If the UK was accepted as a member on her own terms, we would gain in terms of agricultural exports (if the "Green Pool" idea is adopted in the common Continental market area), but our industries, new and old, would be exposed to competition in our home market not only from Continental, but also from British, industrialists.

On the other hand, the UK's "own terms" may be too stiff for some Continental countries --- eg Holland, which find the UK's new agricultural policy as little to their liking as we do.

From our point of view, the best thing that could happen would be that the UK should be refused admission. In that case, we should not hesitate to join. If the markets of Western Europe were fully open to our agricultural exports, we would be fully compensated for the loss of all our uneconomic home market industries. In the new and invigorating climate all worthwhile industry, as well as agriculture, would expand and develop the export potential which is now largely a pipe dream.

Perhaps it is more realistic to assume that the United Kingdom will be accepted as a member of the wider European Free Trade area, but Holland, and possibly Denmark, can be counted on to use their influence in favour of some modification of the United Kingdom's proposed terms. In that case we should express our willingness to join the Free Trade area and associate ourselves with these two countries in an effort to persuade the United Kingdom to modify her agricultural policy in a sense favourable to our export interests.

In this connection it is worthy of note that Professor Cooper of Durham, in his recent book on "Competitive Farming", has roundly denounced the British subsidy policy, and in particular the economic waste, from a British point of view, of "boosting" a pig and poultry production programme that involves a heavy import bill for feeding stuffs.

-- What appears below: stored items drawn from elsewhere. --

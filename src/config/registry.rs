//! 分层配置注册表
//!
//! 加载顺序（低 → 高）：内置默认值、JSON 配置文件、`SOL_TOOLS_` 环境变量。

use super::defaults::{self, CONFIG_VERSION_KEY, ENV_NESTING_SEPARATOR, ENV_PREFIX};
use super::schema::ConfigSchema;
use crate::errors::ConfigError;
use dashmap::DashMap;
use parking_lot::RwLock;
use semver::Version;
use serde::de::DeserializeOwned;
use serde::Serialize;
use serde_json::{Map, Number, Value};
use std::collections::{BTreeMap, HashMap};
use std::fs;
use std::path::{Path, PathBuf};

pub type ConfigMap = Map<String, Value>;

/// 注册表构造参数
#[derive(Debug, Clone, Default)]
pub struct RegistryOptions {
    /// 测试模式下读取 `test_config.json`
    pub test_mode: bool,
    pub config_dir: Option<PathBuf>,
    /// 显式指定的 `.env` 文件
    pub env_file: Option<PathBuf>,
}

impl RegistryOptions {
    pub fn test() -> Self {
        Self {
            test_mode: true,
            ..Self::default()
        }
    }

    pub fn with_config_dir(mut self, dir: impl Into<PathBuf>) -> Self {
        self.config_dir = Some(dir.into());
        self
    }
}

/// 配置路径：点号分隔的字符串或键列表
pub trait ConfigPath {
    fn segments(&self) -> Vec<String>;
}

impl ConfigPath for &str {
    fn segments(&self) -> Vec<String> {
        self.split('.').map(str::to_string).collect()
    }
}

impl ConfigPath for String {
    fn segments(&self) -> Vec<String> {
        self.as_str().segments()
    }
}

impl ConfigPath for &[&str] {
    fn segments(&self) -> Vec<String> {
        self.iter().map(|s| s.to_string()).collect()
    }
}

impl<const N: usize> ConfigPath for [&str; N] {
    fn segments(&self) -> Vec<String> {
        self.iter().map(|s| s.to_string()).collect()
    }
}

impl ConfigPath for Vec<String> {
    fn segments(&self) -> Vec<String> {
        self.clone()
    }
}

pub struct ConfigRegistry {
    test_mode: bool,
    config_dir: PathBuf,
    config_path: PathBuf,
    env: HashMap<String, String>,
    config: RwLock<Value>,
    module_configs: DashMap<String, ConfigMap>,
    schemas: DashMap<String, ConfigSchema>,
}

impl std::fmt::Debug for ConfigRegistry {
    fn fmt(&self, f: &mut std::fmt::Formatter<'_>) -> std::fmt::Result {
        f.debug_struct("ConfigRegistry")
            .field("test_mode", &self.test_mode)
            .field("config_path", &self.config_path)
            .field("cached_modules", &self.module_configs.len())
            .field("schemas", &self.schemas.len())
            .finish()
    }
}

impl ConfigRegistry {
    /// 从进程环境构造，先加载 `.env`
    pub fn new(options: RegistryOptions) -> Result<Self, ConfigError> {
        match &options.env_file {
            Some(path) => {
                dotenvy::from_path(path).map_err(|e| {
                    ConfigError::EnvFile(path.display().to_string(), e.to_string())
                })?;
            }
            None => {
                if let Ok(path) = dotenvy::from_filename(defaults::ENV_FILE_NAME) {
                    tracing::debug!(path = %path.display(), "Loaded environment file");
                }
            }
        }
        Self::from_sources(options, std::env::vars())
    }

    /// 使用给定的环境变量集合构造，不读取进程环境
    pub fn from_sources<I>(options: RegistryOptions, env: I) -> Result<Self, ConfigError>
    where
        I: IntoIterator<Item = (String, String)>,
    {
        let config_dir = options
            .config_dir
            .clone()
            .unwrap_or_else(defaults::default_config_dir);
        let file_name = if options.test_mode {
            defaults::TEST_CONFIG_FILE_NAME
        } else {
            defaults::CONFIG_FILE_NAME
        };
        let config_path = config_dir.join(file_name);

        let mut registry = Self {
            test_mode: options.test_mode,
            config_dir,
            config_path,
            env: env.into_iter().collect(),
            config: RwLock::new(Value::Object(ConfigMap::new())),
            module_configs: DashMap::new(),
            schemas: DashMap::new(),
        };
        let loaded = registry.load_layers()?;
        *registry.config.get_mut() = loaded;

        tracing::debug!(
            path = %registry.config_path.display(),
            test_mode = registry.test_mode,
            "Configuration registry loaded"
        );
        Ok(registry)
    }

    fn load_layers(&self) -> Result<Value, ConfigError> {
        let mut config = defaults::default_config();

        if self.config_path.exists() {
            let display = self.config_path.display().to_string();
            let content = fs::read_to_string(&self.config_path)
                .map_err(|e| ConfigError::FileRead(display.clone(), e))?;
            let file_config: Value = serde_json::from_str(&content)
                .map_err(|e| ConfigError::JsonParse(display.clone(), e))?;
            if !file_config.is_object() {
                return Err(ConfigError::NotAnObject { path: display });
            }
            deep_merge(&mut config, file_config);
        }

        apply_env_overrides(&mut config, &self.env);
        Ok(config)
    }

    pub fn test_mode(&self) -> bool {
        self.test_mode
    }

    pub fn config_dir(&self) -> &Path {
        &self.config_dir
    }

    pub fn config_file_path(&self) -> &Path {
        &self.config_path
    }

    /// 当前完整配置的副本
    pub fn snapshot(&self) -> Value {
        self.config.read().clone()
    }

    /// 数据根目录
    pub fn data_dir(&self) -> PathBuf {
        self.config
            .read()
            .get("data_dir")
            .and_then(Value::as_str)
            .map(PathBuf::from)
            .unwrap_or_else(|| PathBuf::from("data"))
    }

    /// 读取构造时捕获的环境变量，空值视为未设置
    pub fn env_var(&self, name: &str) -> Option<String> {
        self.env
            .get(name)
            .filter(|value| !value.trim().is_empty())
            .cloned()
    }

    /// 获取模块配置，非空结果会被缓存
    pub fn get_module_config(&self, module: &str) -> ConfigMap {
        if let Some(cached) = self.module_configs.get(module) {
            return cached.clone();
        }

        let section = self
            .config
            .read()
            .get(module)
            .and_then(Value::as_object)
            .cloned()
            .unwrap_or_default();

        if !section.is_empty() {
            self.module_configs
                .insert(module.to_string(), section.clone());
        }
        section
    }

    pub fn register_schema(&self, module: &str, schema: ConfigSchema) -> Result<(), ConfigError> {
        schema.compile(module)?;
        tracing::debug!(module, version = %schema.version, "Registered config schema");
        self.schemas.insert(module.to_string(), schema);
        Ok(())
    }

    /// 没有注册 schema 的模块视为有效
    pub fn validate_module_config(&self, module: &str) -> bool {
        let errors = self.validation_errors(module);
        for error in &errors {
            tracing::warn!(module, %error, "Module configuration is invalid");
        }
        errors.is_empty()
    }

    pub fn validation_errors(&self, module: &str) -> Vec<String> {
        let Some(schema) = self.schemas.get(module).map(|s| s.value().clone()) else {
            return Vec::new();
        };
        let validator = match schema.compile(module) {
            Ok(validator) => validator,
            Err(e) => return vec![e.to_string()],
        };
        let instance = Value::Object(self.get_module_config(module));
        let errors: Vec<String> = validator
            .iter_errors(&instance)
            .map(|e| e.to_string())
            .collect();
        errors
    }

    /// 执行 schema 中尚未应用的迁移，返回迁移后的版本
    pub fn migrate_module_config(&self, module: &str) -> Result<Option<Version>, ConfigError> {
        let Some(schema) = self.schemas.get(module).map(|s| s.value().clone()) else {
            return Ok(None);
        };

        let mut section = self.get_module_config(module);
        let current = match section.get(CONFIG_VERSION_KEY).and_then(Value::as_str) {
            Some(raw) => Version::parse(raw).map_err(|source| ConfigError::InvalidVersion {
                module: module.to_string(),
                version: raw.to_string(),
                source,
            })?,
            None => Version::new(0, 0, 0),
        };
        if current >= schema.version {
            return Ok(None);
        }

        for (target, migration) in schema.pending_migrations(&current) {
            migration(&mut section).map_err(|reason| ConfigError::Migration {
                module: module.to_string(),
                version: target.to_string(),
                reason,
            })?;
            tracing::info!(module, from = %current, to = %target, "Applied config migration");
        }
        section.insert(
            CONFIG_VERSION_KEY.to_string(),
            Value::String(schema.version.to_string()),
        );

        self.config
            .write()
            .as_object_mut()
            .ok_or_else(|| ConfigError::NotAnObject {
                path: String::new(),
            })?
            .insert(module.to_string(), Value::Object(section));
        self.module_configs.remove(module);

        Ok(Some(schema.version))
    }

    /// 按路径读取配置，缺失时返回默认值
    pub fn get_config_value<P, D>(&self, path: P, default: D) -> Value
    where
        P: ConfigPath,
        D: Into<Value>,
    {
        let segments = path.segments();
        let config = self.config.read();
        lookup(&config, &segments)
            .cloned()
            .unwrap_or_else(|| default.into())
    }

    /// 按路径读取并反序列化
    pub fn get_as<T, P>(&self, path: P) -> Option<T>
    where
        T: DeserializeOwned,
        P: ConfigPath,
    {
        let segments = path.segments();
        let config = self.config.read();
        lookup(&config, &segments).and_then(|value| T::deserialize(value).ok())
    }

    /// 按路径写入配置，中间节点不存在或不是对象时会被替换为对象
    pub fn set_config_value<P, V>(&self, path: P, value: V, save: bool) -> Result<(), ConfigError>
    where
        P: ConfigPath,
        V: Into<Value>,
    {
        let segments = path.segments();
        if segments.is_empty() || segments.iter().any(|s| s.is_empty()) {
            return Err(ConfigError::InvalidPath(segments.join(".")));
        }

        {
            let mut config = self.config.write();
            let mut current = &mut *config;
            for segment in &segments[..segments.len() - 1] {
                current = child_object(current, segment);
            }
            let last = &segments[segments.len() - 1];
            if !current.is_object() {
                *current = Value::Object(ConfigMap::new());
            }
            if let Value::Object(map) = current {
                map.insert(last.clone(), value.into());
            }
        }
        self.module_configs.remove(&segments[0]);

        if save {
            self.save_config()?;
        }
        Ok(())
    }

    /// 以 4 空格缩进写回配置文件
    pub fn save_config(&self) -> Result<(), ConfigError> {
        let display = self.config_path.display().to_string();
        fs::create_dir_all(&self.config_dir)
            .map_err(|e| ConfigError::FileWrite(display.clone(), e))?;

        let mut buffer = Vec::new();
        let formatter = serde_json::ser::PrettyFormatter::with_indent(b"    ");
        let mut serializer = serde_json::Serializer::with_formatter(&mut buffer, formatter);
        self.config
            .read()
            .serialize(&mut serializer)
            .map_err(|e| ConfigError::JsonParse(display.clone(), e))?;

        fs::write(&self.config_path, buffer).map_err(|e| ConfigError::FileWrite(display, e))?;
        tracing::info!(path = %self.config_path.display(), "Configuration saved");
        Ok(())
    }

    /// 重新加载所有配置层并清空模块缓存
    pub fn reload_config(&self) -> Result<(), ConfigError> {
        let loaded = self.load_layers()?;
        *self.config.write() = loaded;
        self.module_configs.clear();
        tracing::debug!("Configuration reloaded");
        Ok(())
    }

    /// 检查模块所需的环境变量
    pub fn check_required_env_vars(&self, module: &str) -> BTreeMap<String, bool> {
        let vars: Vec<String> = match self.schemas.get(module) {
            Some(schema) if !schema.required_env_vars.is_empty() => {
                schema.required_env_vars.clone()
            }
            _ => defaults::required_env_vars(module)
                .iter()
                .map(|s| s.to_string())
                .collect(),
        };

        vars.into_iter()
            .map(|var| {
                let present = self.env_var(&var).is_some();
                (var, present)
            })
            .collect()
    }
}

fn lookup<'a>(root: &'a Value, segments: &[String]) -> Option<&'a Value> {
    segments
        .iter()
        .try_fold(root, |current, segment| current.as_object()?.get(segment))
}

fn child_object<'a>(parent: &'a mut Value, key: &str) -> &'a mut Value {
    if !parent.is_object() {
        *parent = Value::Object(ConfigMap::new());
    }
    let child = &mut parent[key];
    if !child.is_object() {
        *child = Value::Object(ConfigMap::new());
    }
    child
}

/// 深度合并：对象递归合并，其余值直接覆盖
pub fn deep_merge(base: &mut Value, overlay: Value) {
    match (base, overlay) {
        (Value::Object(base_map), Value::Object(overlay_map)) => {
            for (key, value) in overlay_map {
                match base_map.get_mut(&key) {
                    Some(existing) if existing.is_object() && value.is_object() => {
                        deep_merge(existing, value)
                    }
                    _ => {
                        base_map.insert(key, value);
                    }
                }
            }
        }
        (base, overlay) => *base = overlay,
    }
}

/// 把 `SOL_TOOLS_` 前缀的环境变量写入配置树
pub fn apply_env_overrides(config: &mut Value, env: &HashMap<String, String>) {
    let mut keys: Vec<&String> = env.keys().filter(|k| k.starts_with(ENV_PREFIX)).collect();
    // 保证覆盖顺序稳定
    keys.sort();

    for key in keys {
        let stripped = key[ENV_PREFIX.len()..].to_lowercase();
        let segments: Vec<String> = stripped
            .split(ENV_NESTING_SEPARATOR)
            .map(str::to_string)
            .collect();
        if segments.iter().any(|s| s.is_empty()) {
            tracing::warn!(variable = %key, "Ignoring malformed config override");
            continue;
        }

        let mut current = &mut *config;
        for segment in &segments[..segments.len() - 1] {
            current = child_object(current, segment);
        }
        if let Value::Object(map) = current {
            map.insert(segments[segments.len() - 1].clone(), coerce_env_value(&env[key]));
        }
    }
}

/// 环境变量值的类型推断：bool、整数、浮点数，否则保留字符串
pub fn coerce_env_value(raw: &str) -> Value {
    if raw.eq_ignore_ascii_case("true") {
        return Value::Bool(true);
    }
    if raw.eq_ignore_ascii_case("false") {
        return Value::Bool(false);
    }
    if !raw.is_empty() && raw.bytes().all(|b| b.is_ascii_digit()) {
        if let Ok(n) = raw.parse::<u64>() {
            return Value::Number(n.into());
        }
        // 超出 u64 的整数退化为浮点数
        if let Some(n) = raw.parse::<f64>().ok().and_then(Number::from_f64) {
            return Value::Number(n);
        }
    }
    if raw.matches('.').count() == 1 {
        let digits = raw.replacen('.', "", 1);
        if !digits.is_empty() && digits.bytes().all(|b| b.is_ascii_digit()) {
            if let Some(n) = raw.parse::<f64>().ok().and_then(Number::from_f64) {
                return Value::Number(n);
            }
        }
    }
    Value::String(raw.to_string())
}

Our industrialists should bear in mind that the reduction of protective tariffs will be gradual and extend over a 10 or 15 year period. Some concession may be obtained in this regard on the ground that we are an "undeveloped economy". If we are left with a tariff no higher than 25 per cent. ad valorem the best of our new industries will not only survive but expand and probably develop an export capacity. Those that cannot survive will be a good riddance and will present no formidable problem of economic dislocation in an expanding economy.

In all our planning we should bear in mind the desirability of developing here an economic structure that, in the fullness of time, will dovetail nicely into that of Northern Ireland. Membership of a European Free Trade area will facilitate us in developing just such an economy, especially if we can use our international influence to secure a favourable modification of the United Kingdom's domestic agricultural policy.

At the present moment, even if reunion with the North were politically possible (which it is not) it is economically impossible, partly because of the United Kingdom's agricultural policy, and partly because our industrial policy in the last three decades has envisaged only a twenty-six county area.

The alternative to joining a European Free Trade area is too painful to contemplate. Immured behind a brass wall of restrictive tariffs, confined to a market of three million people, and threatened with the gradual loss of the British market, while our neighbours in Northern Ireland and elsewhere enjoy the rising standard of living made possible by large scale production and a market of 250,000,000 people, we must watch helplessly an increasing drain of emigration, and endure a crescendo of social disorganisation, economic decay and political disorder that will be literally intolerable.

It is true that Bishop Berkeley queried whether, even if Ireland were surrounded by a wall of brass, we could not provide the simple necessities of life by a rational organisation of domestic production and commerce. But.he never advocated the erection of a wall of brass as a desirable form of economic, architecture. By all means let us practise the social and economic philosophy of Berkeley in our domestic concerns, but let us seize the opportunity of breaking down the wall of brass that surrounds this and many other European national economies.